● **Task prompt**
Every entry must be output exactly as it is written.

● **Records contained in a dataset**
"""

use embassy_executor::Spawner;
use embassy_net::{Runner, Stack, StackResources};
use embassy_time::{with_timeout, Duration, Timer};

use esp_hal::{peripherals, rng::Rng, timer::timg::Timer as TimgTimer};
use esp_wifi::{
    wifi::{
        self, ClientConfiguration, Configuration, WifiController, WifiDevice, WifiEvent,
        WifiState,
    },
    EspWifiController,
};

use core::str::FromStr;
use heapless::String;
use log::info;
use static_cell::StaticCell;

use crate::config::CONFIG;
use crate::constants::{WIFI_CONNECT_TIMEOUT_SECS, WIFI_RECONNECT_DELAY_MS};

static RESOURCES: StaticCell<StackResources<5>> = StaticCell::new();
static CONTROLLER: StaticCell<EspWifiController<'static>> = StaticCell::new();

pub struct Wifi {
    pub stack: Stack<'static>,
}

#[derive(Debug)]
pub enum Error {
    WifiInitFailed,
    HostnameTooLong,
    TaskSpawnFailed,
}

impl Wifi {
    pub async fn new(
        wifi: peripherals::WIFI<'static>,
        timer: TimgTimer<'static>,
        radio_clk: peripherals::RADIO_CLK<'static>,
        mut rng: Rng,
        spawner: Spawner,
    ) -> Result<Self, Error> {
        let init = esp_wifi::init(timer, rng, radio_clk).map_err(|e| {
            log::error!("Wi-Fi init failed: {:?}", e);
            Error::WifiInitFailed
        })?;
        let init = CONTROLLER.init(init);

        let (controller, interfaces) = wifi::new(init, wifi).map_err(|e| {
            log::error!("Wi-Fi controller creation failed: {:?}", e);
            Error::WifiInitFailed
        })?;

        let mut dhcp_config = embassy_net::DhcpConfig::default();
        dhcp_config.hostname =
            Some(String::<32>::from_str(CONFIG.hostname).map_err(|_| Error::HostnameTooLong)?);

        let seed = (rng.random() as u64) << 32 | rng.random() as u64;
        let config = embassy_net::Config::dhcpv4(dhcp_config);

        let resources = RESOURCES.init(StackResources::new());
        let (stack, runner) = embassy_net::new(interfaces.sta, config, resources, seed);

        spawner
            .spawn(connection(controller))
            .map_err(|_| Error::TaskSpawnFailed)?;
        spawner
            .spawn(net_task(runner))
            .map_err(|_| Error::TaskSpawnFailed)?;

        Ok(Self { stack })
    }

    pub async fn connect(&self) -> Result<(), Error> {
        info!("Waiting for network stack to be ready...");
        self.stack.wait_link_up().await;

        info!("Waiting to get IP address...");
        self.stack.wait_config_up().await;
        if let Some(config) = self.stack.config_v4() {
            info!("Got IP: {}", config.address);
        }

        Ok(())
    }
}

#[embassy_executor::task]
async fn connection(mut controller: WifiController<'static>) {
    info!(
        "Start connection task, device capabilities: {:?}",
        controller.capabilities()
    );
    loop {
        if wifi::wifi_state() == WifiState::StaConnected {
            // wait until we're no longer connected
            controller.wait_for_event(WifiEvent::StaDisconnected).await;
            Timer::after(Duration::from_millis(WIFI_RECONNECT_DELAY_MS)).await
        }

        if !matches!(controller.is_started(), Ok(true)) {
            let client_config = Configuration::Client(ClientConfiguration {
                ssid: CONFIG.wifi_ssid.into(),
                password: CONFIG.wifi_psk.into(),
                ..Default::default()
            });
            if let Err(e) = controller.set_configuration(&client_config) {
                log::error!("Failed to set Wi-Fi config: {:?}. Retrying...", e);
                Timer::after(Duration::from_millis(WIFI_RECONNECT_DELAY_MS)).await;
                continue;
            }
            info!("Starting wifi");
            if let Err(e) = controller.start_async().await {
                log::error!("Failed to start Wi-Fi: {:?}. Retrying...", e);
                Timer::after(Duration::from_millis(WIFI_RECONNECT_DELAY_MS)).await;
                continue;
            }
            info!("Wifi started!");
        }

        info!("About to connect to {:?}...", CONFIG.wifi_ssid);
        match with_timeout(
            Duration::from_secs(WIFI_CONNECT_TIMEOUT_SECS),
            controller.connect_async(),
        )
        .await
        {
            Ok(Ok(_)) => info!("Wifi connected!"),
            Ok(Err(e)) => {
                info!("Failed to connect to wifi: {e:?}");
                Timer::after(Duration::from_millis(WIFI_RECONNECT_DELAY_MS)).await
            }
            Err(_) => {
                info!("Wifi connection timed out");
                Timer::after(Duration::from_millis(WIFI_RECONNECT_DELAY_MS)).await
            }
        }
    }
}

#[embassy_executor::task]
async fn net_task(mut runner: Runner<'static, WifiDevice<'static>>) {
    runner.run().await
}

"""

● **Response below**
use embassy_executor::Spawner;
use embassy_net::{Runner, Stack, StackResources};
use embassy_time::{with_timeout, Duration, Timer};

use esp_hal::{peripherals, rng::Rng, timer::timg::Timer as TimgTimer};
use esp_wifi::{
    wifi::{
        self, ClientConfiguration, Configuration, WifiController, WifiDevice, WifiEvent,
        WifiState,
    },
    EspWifiController,
};

use core::str::FromStr;
use heapless::String;
use log::info;
use static_cell::StaticCell;

use crate::config::CONFIG;
use crate::constants::{WIFI_CONNECT_TIMEOUT_SECS, WIFI_RECONNECT_DELAY_MS};

static RESOURCES: StaticCell<StackResources<5>> = StaticCell::new();
static CONTROLLER: StaticCell<EspWifiController<'static>> = StaticCell::new();

pub struct Wifi {
    pub stack: Stack<'static>,
}

#[derive(Debug)]
pub enum Error {
    WifiInitFailed,
    HostnameTooLong,
    TaskSpawnFailed,
}

impl Wifi {
    pub async fn new(
        wifi: peripherals::WIFI<'static>,
        timer: TimgTimer<'static>,
        radio_clk: peripherals::RADIO_CLK<'static>,
        mut rng: Rng,
        spawner: Spawner,
    ) -> Result<Self, Error> {
        let init = esp_wifi::init(timer, rng, radio_clk).map_err(|e| {
            log::error!("Wi-Fi init failed: {:?}", e);
            Error::WifiInitFailed
        })?;
        let init = CONTROLLER.init(init);

        let (controller, interfaces) = wifi::new(init, wifi).map_err(|e| {
            log::error!("Wi-Fi controller creation failed: {:?}", e);
            Error::WifiInitFailed
        })?;

        let mut dhcp_config = embassy_net::DhcpConfig::default();
        dhcp_config.hostname =
            Some(String::<32>::from_str(CONFIG.hostname).map_err(|_| Error::HostnameTooLong)?);

        let seed = (rng.random() as u64) << 32 | rng.random() as u64;
        let config = embassy_net::Config::dhcpv4(dhcp_config);

        let resources = RESOURCES.init(StackResources::new());
        let (stack, runner) = embassy_net::new(interfaces.sta, config, resources, seed);

        spawner
            .spawn(connection(controller))
            .map_err(|_| Error::TaskSpawnFailed)?;
        spawner
            .spawn(net_task(runner))
            .map_err(|_| Error::TaskSpawnFailed)?;

        Ok(Self { stack })
    }

    pub async fn connect(&self) -> Result<(), Error> {
        info!("Waiting for network stack to be ready...");
        self.stack.wait_link_up().await;

        info!("Waiting to get IP address...");
        self.stack.wait_config_up().await;
        if let Some(config) = self.stack.config_v4() {
            info!("Got IP: {}", config.address);
        }

        Ok(())
    }
}

#[embassy_executor::task]
async fn connection(mut controller: WifiController<'static>) {
    info!(
        "Start connection task, device capabilities: {:?}",
        controller.capabilities()
    );
    loop {
        if wifi::wifi_state() == WifiState::StaConnected {
            // wait until we're no longer connected
            controller.wait_for_event(WifiEvent::StaDisconnected).await;
            Timer::after(Duration::from_millis(WIFI_RECONNECT_DELAY_MS)).await
        }

        if !matches!(controller.is_started(), Ok(true)) {
            let client_config = Configuration::Client(ClientConfiguration {
                ssid: CONFIG.wifi_ssid.into(),
                password: CONFIG.wifi_psk.into(),
                ..Default::default()
            });
            if let Err(e) = controller.set_configuration(&client_config) {
                log::error!("Failed to set Wi-Fi config: {:?}. Retrying...", e);
                Timer::after(Duration::from_millis(WIFI_RECONNECT_DELAY_MS)).await;
                continue;
            }
            info!("Starting wifi");
            if let Err(e) = controller.start_async().await {
                log::error!("Failed to start Wi-Fi: {:?}. Retrying...", e);
                Timer::after(Duration::from_millis(WIFI_RECONNECT_DELAY_MS)).await;
                continue;
            }
            info!("Wifi started!");
        }

        info!("About to connect to {:?}...", CONFIG.wifi_ssid);
        match with_timeout(
            Duration::from_secs(WIFI_CONNECT_TIMEOUT_SECS),
            controller.connect_async(),
        )
        .await
        {
            Ok(Ok(_)) => info!("Wifi connected!"),
            Ok(Err(e)) => {
                info!("Failed to connect to wifi: {e:?}");
                Timer::after(Duration::from_millis(WIFI_RECONNECT_DELAY_MS)).await
            }
            Err(_) => {
                info!("Wifi connection timed out");
                Timer::after(Duration::from_millis(WIFI_RECONNECT_DELAY_MS)).await
            }
        }
    }
}

#[embassy_executor::task]
async fn net_task(mut runner: Runner<'static, WifiDevice<'static>>) {
    runner.run().await
}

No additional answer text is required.